-- DATA SUPPLIED follows --

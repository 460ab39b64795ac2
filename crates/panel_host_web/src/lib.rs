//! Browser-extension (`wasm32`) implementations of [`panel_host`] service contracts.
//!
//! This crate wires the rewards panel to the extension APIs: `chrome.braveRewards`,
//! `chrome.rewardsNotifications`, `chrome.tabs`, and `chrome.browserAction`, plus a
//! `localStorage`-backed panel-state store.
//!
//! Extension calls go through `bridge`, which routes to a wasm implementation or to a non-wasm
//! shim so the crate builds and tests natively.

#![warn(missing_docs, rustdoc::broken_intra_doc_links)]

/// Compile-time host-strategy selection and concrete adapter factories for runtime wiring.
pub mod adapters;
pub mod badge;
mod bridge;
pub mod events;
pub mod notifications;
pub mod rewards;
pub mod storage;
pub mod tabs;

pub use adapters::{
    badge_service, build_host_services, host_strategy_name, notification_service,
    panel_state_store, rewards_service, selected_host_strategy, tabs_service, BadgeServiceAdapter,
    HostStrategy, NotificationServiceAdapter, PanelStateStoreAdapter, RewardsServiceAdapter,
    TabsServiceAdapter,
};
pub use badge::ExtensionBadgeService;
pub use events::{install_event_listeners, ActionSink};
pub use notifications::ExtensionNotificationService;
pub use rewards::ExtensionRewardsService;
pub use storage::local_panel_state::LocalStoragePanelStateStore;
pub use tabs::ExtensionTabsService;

-- DATA SUPPLIED concluded --

TRY IT:
The data should be copied out in full, exactly as it reads.

TASK OUTPUT:
repository 460ab39b64795ac2
filename crates/panel_host_web/src/lib.rs
//! Browser-extension (`wasm32`) implementations of [`panel_host`] service contracts.
//!
//! This crate wires the rewards panel to the extension APIs: `chrome.braveRewards`,
//! `chrome.rewardsNotifications`, `chrome.tabs`, and `chrome.browserAction`, plus a
//! `localStorage`-backed panel-state store.
//!
//! Extension calls go through `bridge`, which routes to a wasm implementation or to a non-wasm
//! shim so the crate builds and tests natively.

#![warn(missing_docs, rustdoc::broken_intra_doc_links)]

/// Compile-time host-strategy selection and concrete adapter factories for runtime wiring.
pub mod adapters;
pub mod badge;
mod bridge;
pub mod events;
pub mod notifications;
pub mod rewards;
pub mod storage;
pub mod tabs;

pub use adapters::{
    badge_service, build_host_services, host_strategy_name, notification_service,
    panel_state_store, rewards_service, selected_host_strategy, tabs_service, BadgeServiceAdapter,
    HostStrategy, NotificationServiceAdapter, PanelStateStoreAdapter, RewardsServiceAdapter,
    TabsServiceAdapter,
};
pub use badge::ExtensionBadgeService;
pub use events::{install_event_listeners, ActionSink};
pub use notifications::ExtensionNotificationService;
pub use rewards::ExtensionRewardsService;
pub use storage::local_panel_state::LocalStoragePanelStateStore;
pub use tabs::ExtensionTabsService;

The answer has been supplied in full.